* REQUIREMENT
Repeat exactly the lines below that lie between the line with "#[derive(Debug, Clone, PartialEq, Eq, Serialize, Deserialize)]" and the line with "async fn finish_run(&self, run_id: &str, status: RunStatus)", counting both of those lines as part of the answer.

Recorded data
※

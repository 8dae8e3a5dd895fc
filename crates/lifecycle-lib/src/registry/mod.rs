//! Experiment tracking and model registry clients
//!
//! The pipeline and the resolver only talk to [`ModelRegistry`]. Two backends
//! are provided:
//! - [`FileRegistry`]: embedded store under a local directory (`file://...`)
//! - [`MlflowRegistry`]: REST client for an MLflow-compatible tracking server

mod file;
mod mlflow;

pub use file::FileRegistry;
pub use mlflow::MlflowRegistry;

use crate::config::RegistryConfig;
use async_trait::async_trait;
use chrono::{DateTime, Utc};
use serde::{Deserialize, Serialize};
use std::collections::BTreeMap;
use std::path::PathBuf;
use std::sync::Arc;

/// Error type for registry operations
#[derive(Debug, thiserror::Error)]
pub enum RegistryError {
    /// Service could not be reached or answered with a server error
    #[error("registry unavailable: {0}")]
    Unavailable(String),

    #[error("not found: {0}")]
    NotFound(String),

    #[error("registry rejected request ({status}): {message}")]
    Rejected { status: u16, message: String },

    #[error("registry storage error on {path:?}: {source}")]
    Io {
        path: PathBuf,
        #[source]
        source: std::io::Error,
    },

    #[error("registry payload error: {0}")]
    Serde(#[from] serde_json::Error),

    #[error("invalid registry endpoint '{0}'")]
    InvalidEndpoint(String),
}

/// Terminal state of a tracking run
#[derive(Debug, Clone, Copy, PartialEq, Eq, Serialize, Deserialize)]
#[serde(rename_all = "UPPERCASE")]
pub enum RunStatus {
    Running,
    Finished,
    Failed,
}

impl RunStatus {
    pub fn as_str(&self) -> &'static str {
        match self {
            RunStatus::Running => "RUNNING",
            RunStatus::Finished => "FINISHED",
            RunStatus::Failed => "FAILED",
        }
    }
}

/// Tracking run created for one candidate
#[derive(Debug, Clone, PartialEq, Eq, Serialize, Deserialize)]
pub struct RunInfo {
    pub run_id: String,
    pub experiment_id: String,
    pub run_name: String,
}

/// One version of a registered model
#[derive(Debug, Clone, PartialEq, Serialize, Deserialize)]
pub struct RegisteredModelVersion {
    pub name: String,
    /// Assigned by the registry, monotonically increasing per name
    pub version: u64,
    pub run_id: String,
    /// Artifact path inside the source run
    pub artifact_path: String,
    #[serde(default)]
    pub tags: BTreeMap<String, String>,
    pub created_at: DateTime<Utc>,
}

impl RegisteredModelVersion {
    pub fn tag(&self, key: &str) -> Option<&str> {
        self.tags.get(key).map(String::as_str)
    }
}

/// Remote store for tracking runs and registered model versions
#[async_trait]
pub trait ModelRegistry: Send + Sync {
    /// Experiment id for `name`, created if missing
    async fn ensure_experiment(&self, name: &str) -> Result<String, RegistryError>;

    async fn create_run(&self, experiment_id: &str, run_name: &str) -> Result<RunInfo, RegistryError>;

    async fn log_params(&self, run_id: &str, params: &[(String, String)]) -> Result<(), RegistryError>;

    async fn log_metrics(&self, run_id: &str, metrics: &[(String, f64)]) -> Result<(), RegistryError>;

    /// Store `bytes` as `<artifact_path>/<file_name>` in the run's artifact store
    async fn log_artifact(
        &self,
        run_id: &str,
        artifact_path: &str,
        file_name: &str,
        bytes: &[u8],
    ) -> Result<(), RegistryError>;

    async fn download_artifact(
        &self,
        run_id: &str,
        artifact_path: &str,
        file_name: &str,
    ) -> Result<Vec<u8>, RegistryError>;

    async fn finish_run(&self, run_id: &str, status: RunStatus) -> Result<(), RegistryError>;

    /// Register the run's artifact as a new version of `name`
    async fn register_version(
        &self,
        name: &str,
        run_id: &str,
        artifact_path: &str,
    ) -> Result<RegisteredModelVersion, RegistryError>;

    async fn set_version_tag(&self, name: &str, version: u64, key: &str, value: &str) -> Result<(), RegistryError>;

    async fn delete_version(&self, name: &str, version: u64) -> Result<(), RegistryError>;

    /// All versions of `name`, in no particular order
    async fn list_versions(&self, name: &str) -> Result<Vec<RegisteredModelVersion>, RegistryError>;

    /// Versions of `name` whose tag `key` equals `value`
    async fn search_versions_by_tag(
        &self,
        name: &str,
        key: &str,
        value: &str,
    ) -> Result<Vec<RegisteredModelVersion>, RegistryError> {
        Ok(self
            .list_versions(name)
            .await?
            .into_iter()
            .filter(|v| v.tag(key) == Some(value))
            .collect())
    }
}

/// Build the backend named by `config.endpoint`
pub fn connect(config: &RegistryConfig) -> Result<Arc<dyn ModelRegistry>, RegistryError> {
    let endpoint = config.endpoint.trim();
    if let Some(dir) = endpoint.strip_prefix("file://") {
        if dir.is_empty() {
            return Err(RegistryError::InvalidEndpoint(endpoint.to_string()));
        }
        return Ok(Arc::new(FileRegistry::open(dir)?));
    }
    if endpoint.starts_with("http://") || endpoint.starts_with("https://") {
        return Ok(Arc::new(MlflowRegistry::new(endpoint, config.timeout_secs)?));
    }
    Err(RegistryError::InvalidEndpoint(endpoint.to_string()))
}

#[cfg(test)]
mod tests {
    use super::*;
    use tempfile::TempDir;

    #[test]
    fn test_connect_selects_backend() {
        let dir = TempDir::new().unwrap();
        let config = RegistryConfig {
            endpoint: format!("file://{}", dir.path().join("mlruns").display()),
            ..Default::default()
        };
        assert!(connect(&config).is_ok());

        let config = RegistryConfig {
            endpoint: "http://localhost:5000".to_string(),
            ..Default::default()
        };
        assert!(connect(&config).is_ok());
    }

    #[test]
    fn test_connect_rejects_unknown_scheme() {
        for endpoint in ["ftp://host", "file://", "mlruns"] {
            let config = RegistryConfig {
                endpoint: endpoint.to_string(),
                ..Default::default()
            };
            assert!(matches!(connect(&config), Err(RegistryError::InvalidEndpoint(_))));
        }
    }

    #[test]
    fn test_run_status_wire_format() {
        assert_eq!(serde_json::to_string(&RunStatus::Failed).unwrap(), "\"FAILED\"");
        assert_eq!(RunStatus::Finished.as_str(), "FINISHED");
    }
}
#[cfg(test)]
mod tests {
    use super::*;
    use mockito::Matcher;

    fn registry(server: &mockito::ServerGuard) -> MlflowRegistry {
        MlflowRegistry::new(&server.url(), 5).unwrap()
    }

    #[tokio::test]
    async fn test_existing_experiment_is_reused() {
        let mut server = mockito::Server::new_async().await;
        let mock = server
            .mock("GET", "/api/2.0/mlflow/experiments/get-by-name")
            .match_query(Matcher::UrlEncoded("experiment_name".into(), "iris_classification".into()))
            .with_status(200)
            .with_header("content-type", "application/json")
            .with_body(r#"{"experiment":{"experiment_id":"7","name":"iris_classification"}}"#)
            .create_async()
            .await;

        let id = registry(&server).ensure_experiment("iris_classification").await.unwrap();
        assert_eq!(id, "7");
        mock.assert_async().await;
    }

    #[tokio::test]
    async fn test_missing_experiment_is_created() {
        let mut server = mockito::Server::new_async().await;
        server
            .mock("GET", "/api/2.0/mlflow/experiments/get-by-name")
            .match_query(Matcher::Any)
            .with_status(404)
            .with_body(r#"{"error_code":"RESOURCE_DOES_NOT_EXIST","message":"no such experiment"}"#)
            .create_async()
            .await;
        let create = server
            .mock("POST", "/api/2.0/mlflow/experiments/create")
            .match_body(Matcher::PartialJson(json!({ "name": "iris_classification" })))
            .with_status(200)
            .with_body(r#"{"experiment_id":"12"}"#)
            .create_async()
            .await;

        let id = registry(&server).ensure_experiment("iris_classification").await.unwrap();
        assert_eq!(id, "12");
        create.assert_async().await;
    }

    #[tokio::test]
    async fn test_register_version_tolerates_existing_model() {
        let mut server = mockito::Server::new_async().await;
        server
            .mock("POST", "/api/2.0/mlflow/registered-models/create")
            .with_status(400)
            .with_body(r#"{"error_code":"RESOURCE_ALREADY_EXISTS","message":"exists"}"#)
            .create_async()
            .await;
        server
            .mock("POST", "/api/2.0/mlflow/model-versions/create")
            .match_body(Matcher::PartialJson(json!({
                "name": "IrisBestModel",
                "source": "runs:/abc/model",
                "run_id": "abc",
            })))
            .with_status(200)
            .with_body(
                r#"{"model_version":{"name":"IrisBestModel","version":"3","run_id":"abc",
                "source":"runs:/abc/model","creation_timestamp":1700000000000}}"#,
            )
            .create_async()
            .await;

        let version = registry(&server)
            .register_version("IrisBestModel", "abc", "model")
            .await
            .unwrap();
        assert_eq!(version.version, 3);
        assert_eq!(version.artifact_path, "model");
        assert!(version.tags.is_empty());
    }

    #[tokio::test]
    async fn test_search_by_tag_follows_pages() {
        let mut server = mockito::Server::new_async().await;
        server
            .mock("GET", "/api/2.0/mlflow/model-versions/search")
            .match_query(Matcher::AllOf(vec![
                Matcher::UrlEncoded("filter".into(), "name='IrisBestModel'".into()),
                // First page carries no page token
                Matcher::Regex("max_results=200$".into()),
            ]))
            .with_status(200)
            .with_body(
                r#"{"model_versions":[
                    {"name":"IrisBestModel","version":"1","run_id":"r1","source":"runs:/r1/model",
                     "tags":[{"key":"stage","value":"Archived"}]}
                ],"next_page_token":"p2"}"#,
            )
            .create_async()
            .await;
        server
            .mock("GET", "/api/2.0/mlflow/model-versions/search")
            .match_query(Matcher::UrlEncoded("page_token".into(), "p2".into()))
            .with_status(200)
            .with_body(
                r#"{"model_versions":[
                    {"name":"IrisBestModel","version":"2","run_id":"r2","source":"runs:/r2/model",
                     "tags":[{"key":"stage","value":"Production"}]}
                ]}"#,
            )
            .create_async()
            .await;

        let registry = registry(&server);
        assert_eq!(registry.list_versions("IrisBestModel").await.unwrap().len(), 2);

        let tagged = registry
            .search_versions_by_tag("IrisBestModel", "stage", "Production")
            .await
            .unwrap();
        assert_eq!(tagged.len(), 1);
        assert_eq!(tagged[0].version, 2);
        assert_eq!(tagged[0].run_id, "r2");
    }

    #[tokio::test]
    async fn test_artifact_download_through_proxy() {
        let mut server = mockito::Server::new_async().await;
        server
            .mock("GET", "/api/2.0/mlflow/runs/get")
            .match_query(Matcher::UrlEncoded("run_id".into(), "r2".into()))
            .with_status(200)
            .with_body(
                r#"{"run":{"info":{"run_id":"r2","experiment_id":"1",
                "artifact_uri":"mlflow-artifacts:/1/r2/artifacts"}}}"#,
            )
            .create_async()
            .await;
        server
            .mock("GET", "/api/2.0/mlflow-artifacts/artifacts/1/r2/artifacts/model/model.json")
            .with_status(200)
            .with_body("{\"ok\":true}")
            .create_async()
            .await;

        let bytes = registry(&server).download_artifact("r2", "model", "model.json").await.unwrap();
        assert_eq!(bytes, b"{\"ok\":true}");
    }

    #[tokio::test]
    async fn test_server_error_is_unavailable() {
        let mut server = mockito::Server::new_async().await;
        server
            .mock("GET", "/api/2.0/mlflow/model-versions/search")
            .match_query(Matcher::Any)
            .with_status(503)
            .create_async()
            .await;

        let result = registry(&server).list_versions("IrisBestModel").await;
        assert!(matches!(result, Err(RegistryError::Unavailable(_))));
    }

    #[tokio::test]
    async fn test_unreachable_server_is_unavailable() {
        let registry = MlflowRegistry::new("http://127.0.0.1:1", 2).unwrap();
        let result = registry.list_versions("IrisBestModel").await;
        assert!(matches!(result, Err(RegistryError::Unavailable(_))));
    }

    #[test]
    fn test_classify_client_errors() {
        assert!(matches!(
            classify(StatusCode::BAD_REQUEST, r#"{"error_code":"RESOURCE_DOES_NOT_EXIST","message":"x"}"#),
            RegistryError::NotFound(_)
        ));
        assert!(matches!(
            classify(StatusCode::BAD_REQUEST, "plain text"),
            RegistryError::Rejected { status: 400, .. }
        ));
    }
}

※

* SOLUTION TO THE EXERCISE
#[derive(Debug, Clone, PartialEq, Eq, Serialize, Deserialize)]
pub struct RunInfo {
    pub run_id: String,
    pub experiment_id: String,
    pub run_name: String,
}

/// One version of a registered model
#[derive(Debug, Clone, PartialEq, Serialize, Deserialize)]
pub struct RegisteredModelVersion {
    pub name: String,
    /// Assigned by the registry, monotonically increasing per name
    pub version: u64,
    pub run_id: String,
    /// Artifact path inside the source run
    pub artifact_path: String,
    #[serde(default)]
    pub tags: BTreeMap<String, String>,
    pub created_at: DateTime<Utc>,
}

impl RegisteredModelVersion {
    pub fn tag(&self, key: &str) -> Option<&str> {
        self.tags.get(key).map(String::as_str)
    }
}

/// Remote store for tracking runs and registered model versions
#[async_trait]
pub trait ModelRegistry: Send + Sync {
    /// Experiment id for `name`, created if missing
    async fn ensure_experiment(&self, name: &str) -> Result<String, RegistryError>;

    async fn create_run(&self, experiment_id: &str, run_name: &str) -> Result<RunInfo, RegistryError>;

    async fn log_params(&self, run_id: &str, params: &[(String, String)]) -> Result<(), RegistryError>;

    async fn log_metrics(&self, run_id: &str, metrics: &[(String, f64)]) -> Result<(), RegistryError>;

    /// Store `bytes` as `<artifact_path>/<file_name>` in the run's artifact store
    async fn log_artifact(
        &self,
        run_id: &str,
        artifact_path: &str,
        file_name: &str,
        bytes: &[u8],
    ) -> Result<(), RegistryError>;

    async fn download_artifact(
        &self,
        run_id: &str,
        artifact_path: &str,
        file_name: &str,
    ) -> Result<Vec<u8>, RegistryError>;

    async fn finish_run(&self, run_id: &str, status: RunStatus) -> Result<(), RegistryError>;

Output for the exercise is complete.